Wollte man nämlich - wie die belangte Behörde im angefochtenen Bescheid - ausschließlich von einer Wortauslegung ausgehen, würde der in der Ermöglichung der Pflege bestehende Normzweck missachtet werden und der Beamte würde in vollkommen an der Realität vorbeigehender Weise gezwungen werden, den Anspruch auf Pflegefreistellung nach Abs. 1 des § 76 BDG 1979 auszuschöpfen und Restansprüche zu vermeiden, um gegebenenfalls auf einen Anspruch nach Abs. 4 dieser Bestimmung zurückgreifen zu können. Dafür, dass der Gesetzgeber das System der Pflegefreistellung nach § 76 BDG 1979 aber gerade praxisnah und flexibel gestalten und damit an den Bedürfnissen des Beamten und seiner zu pflegenden Angehörigen ausrichten möchte, spricht auch, dass er mit BGBl. I 102/2018 nicht einmal mehr an einer stundenweisen Abrechnung des Pflegefreistellungsanspruchs festhalten wollte und von einer genauen gesetzlichen Regelung, in welcher "Zeiteinheit" die Pflegefreistellung zu verbrauchen ist, abgesehen hat (vgl. RV 352 BlgNR 26. GP , 5).

 

Die von der belangten Behörde vorgenommene Auslegung des § 76 BDG 1979 dahingehend, dass bei ein und demselben Verhinderungsfall eine Kumulierung der Ansprüche nach Abs. 1 und Abs. 4 des § 76 BDG 1979 bei einem Restanspruch einer nicht zur Gänze in Anspruch genommenen Pflegefreistellung nach Abs. 1 des § 76 BDG 1979 stets ausgeschlossen ist, widerspricht daher dem klar erkennbaren Telos der Regelung.

 

3.1.3. Im vorliegenden Fall hatte der Beschwerdeführer bis zum Zeitpunkt der hier gegenständlichen Erkrankung seiner Tochter im Kalenderjahr 2017 bereits Anspruch auf Pflegefreistellung nach § 76 Abs. 1 BDG 1979 im Ausmaß von 39 Stunden verbraucht.

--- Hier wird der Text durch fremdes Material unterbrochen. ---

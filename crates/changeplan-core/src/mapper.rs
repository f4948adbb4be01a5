//! Test category inference from a classified change set.
//!
//! Each guard contributes zero or more test category names to a set; the
//! result is returned sorted so that downstream stages never observe
//! collection iteration order.

use std::collections::BTreeSet;

use crate::classify::{ChangeAnalysis, FileCategory};

/// Contributed whenever no guard below fires.
pub const FALLBACK_CATEGORY: &str = "basic_validation";

/// A path-substring guard over the files of one change category.
struct PathRule {
    needles: &'static [&'static str],
    categories: &'static [&'static str],
}

const TERRAFORM_ALWAYS: &[&str] = &["terraform_validation", "basic_validation"];

const TERRAFORM_PATH_RULES: &[PathRule] = &[
    PathRule {
        needles: &["flink"],
        categories: &[
            "flink_transformation_tests",
            "streaming_tests",
            "performance_validation_tests",
        ],
    },
    PathRule {
        needles: &["compute-pool"],
        categories: &["flink_compute_pool_tests", "resource_allocation_tests"],
    },
    PathRule {
        needles: &["connector", "smt"],
        categories: &["connector_tests", "smt_tests"],
    },
    PathRule {
        needles: &["rbac"],
        categories: &["rbac_tests", "security_validation"],
    },
    PathRule {
        needles: &["schema"],
        categories: &["schema_tests", "data_format_validation"],
    },
];

const FLINK_SQL_ALWAYS: &[&str] = &[
    "transformation_accuracy_tests",
    "sql_validation_tests",
    "flink_transformation_tests",
];

const FLINK_SQL_PATH_RULES: &[PathRule] = &[
    PathRule {
        needles: &["transformation"],
        categories: &["data_validation_tests"],
    },
    PathRule {
        needles: &["test"],
        categories: &["validation_query_tests"],
    },
];

const CI_ALWAYS: &[&str] = &["pipeline_tests", "ci_cd_validation", "integration_tests"];

/// Infer the affected test categories, sorted lexicographically.
///
/// An empty analysis yields an empty list; a non-empty analysis where no
/// guard fires yields [`FALLBACK_CATEGORY`] alone.
pub fn infer_test_categories(analysis: &ChangeAnalysis) -> Vec<String> {
    if analysis.is_empty() {
        return Vec::new();
    }

    let mut selected: BTreeSet<&'static str> = BTreeSet::new();

    apply_guards(
        analysis.files(FileCategory::Terraform),
        TERRAFORM_ALWAYS,
        TERRAFORM_PATH_RULES,
        &mut selected,
    );
    apply_guards(
        analysis.files(FileCategory::FlinkSql),
        FLINK_SQL_ALWAYS,
        FLINK_SQL_PATH_RULES,
        &mut selected,
    );
    apply_guards(
        analysis.files(FileCategory::Ci),
        CI_ALWAYS,
        &[],
        &mut selected,
    );

    if selected.is_empty() {
        selected.insert(FALLBACK_CATEGORY);
    }

    selected.into_iter().map(str::to_string).collect()
}

fn apply_guards(
    files: &[String],
    always: &[&'static str],
    rules: &[PathRule],
    selected: &mut BTreeSet<&'static str>,
) {
    if files.is_empty() {
        return;
    }
    selected.extend(always.iter().copied());
    for rule in rules {
        let hit = files
            .iter()
            .any(|path| rule.needles.iter().any(|needle| path.contains(*needle)));
        if hit {
            selected.extend(rule.categories.iter().copied());
        }
    }
}

#[cfg(test)]
mod tests {
    use super::*;
    use crate::classify::RuleTable;

    fn infer(paths: &[&str]) -> Vec<String> {
        let table = RuleTable::builtin().expect("builtin rules compile");
        infer_test_categories(&table.classify(paths))
    }

    fn sorted(names: &[&str]) -> Vec<String> {
        let mut v: Vec<String> = names.iter().map(|s| s.to_string()).collect();
        v.sort();
        v
    }

    #[test]
    fn test_flink_module_change() {
        assert_eq!(
            infer(&["terraform/modules/flink-enrichment/main.tf"]),
            sorted(&[
                "terraform_validation",
                "basic_validation",
                "flink_transformation_tests",
                "streaming_tests",
                "performance_validation_tests",
            ])
        );
    }

    #[test]
    fn test_ci_change() {
        assert_eq!(
            infer(&[".gitlab-ci.yml"]),
            sorted(&["pipeline_tests", "ci_cd_validation", "integration_tests"])
        );
    }

    #[test]
    fn test_empty_change_set_has_no_categories() {
        assert!(infer(&[]).is_empty());
        assert!(infer(&["src/main.rs"]).is_empty());
    }

    #[test]
    fn test_docs_only_change_falls_back_to_basic_validation() {
        assert_eq!(infer(&["docs/runbook.md"]), vec!["basic_validation".to_string()]);
    }

    #[test]
    fn test_connector_and_smt_share_categories() {
        let from_connector = infer(&["terraform/modules/kafka-connector/main.tf"]);
        let from_smt = infer(&["terraform/modules/smt-transforms/main.tf"]);
        assert_eq!(from_connector, from_smt);
        assert!(from_connector.contains(&"connector_tests".to_string()));
        assert!(from_connector.contains(&"smt_tests".to_string()));
    }

    #[test]
    fn test_rbac_and_schema_guards() {
        let categories = infer(&[
            "terraform/modules/rbac/roles.tf",
            "terraform/modules/schema-registry/main.tf",
        ]);
        for expected in [
            "rbac_tests",
            "security_validation",
            "schema_tests",
            "data_format_validation",
        ] {
            assert!(categories.contains(&expected.to_string()), "missing {}", expected);
        }
    }

    #[test]
    fn test_flink_sql_conditional_categories() {
        let plain = infer(&["flink/sql/enrich.sql"]);
        assert_eq!(
            plain,
            sorted(&[
                "transformation_accuracy_tests",
                "sql_validation_tests",
                "flink_transformation_tests",
            ])
        );

        let with_both = infer(&["flink/sql/transformations/enrich.sql", "flink/tests/enrich_test.sql"]);
        assert!(with_both.contains(&"data_validation_tests".to_string()));
        assert!(with_both.contains(&"validation_query_tests".to_string()));
    }

    #[test]
    fn test_duplicate_contributions_collapse() {
        let categories = infer(&[
            "terraform/modules/flink-enrichment/main.tf",
            "flink/sql/enrich.sql",
        ]);
        let count = categories
            .iter()
            .filter(|c| c.as_str() == "flink_transformation_tests")
            .count();
        assert_eq!(count, 1);
    }

    #[test]
    fn test_terraform_tests_only_falls_back() {
        assert_eq!(
            infer(&["terraform/modules/flink-testing/main.tf"]),
            vec!["basic_validation".to_string()]
        );
    }
}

Die hier gegenständliche Verhinderung des Beschwerdeführers an der Dienstleistung steht nicht in zeitlichem Zusammenhang mit den bisherigen Verhinderungen des Beschwerdeführers an der Dienstleistung, die im Kalenderjahr 2017 zur Gewährung von Pflegefreistellung nach § 76 Abs. 1 BDG 1979 geführt hatten.

 

Nach den obigen Ausführungen verkennt die belangte Behörde daher, dass der gegenständliche Antrag auf Pflegefreistellung von 11.12.2017 bis 14.12.2017 einen neuerlichen Verhinderungsfall iSd § 76 Abs. 4 Z 2 BDG 1979 betrifft, sodass dem Beschwerdeführer neben seinem Restanspruch nach Abs. 1 des § 76 BDG 1979 im Ausmaß von einer Stunde ein Anspruch auf Pflegefreistellung nach Abs. 4 dieser Bestimmung im Ausmaß von 27 Stunden gebührt.

 

Es ist daher spruchgemäß zu entscheiden.

 

3.2. Zu B) Zulässigkeit der Revision:

 

Gemäß § 25a Abs. 1 VwGG hat das Verwaltungsgericht im Spruch seines Erkenntnisses oder Beschlusses auszusprechen, ob die Revision gemäß Art. 133 Abs. 4 B-VG zulässig ist. Der Ausspruch ist kurz zu begründen.

 

Die Revision ist gemäß Art. 133 Abs. 4 B-VG zulässig, weil die Entscheidung von der Lösung einer Rechtsfrage abhängt, der grundsätzliche Bedeutung zukommt, weil es an einer Rechtsprechung des Verwaltungsgerichtshofes dazu fehlt, ob bei einem aufgrund von § 76 Abs. 1 BDG 1979 bestehenden Restanspruch bei ein und demselben Verhinderungsfall eine Kumulierung der Ansprüche nach Abs. 1 und 4 des § 76 Abs. 1 BDG 1979 geltend gemacht werden kann.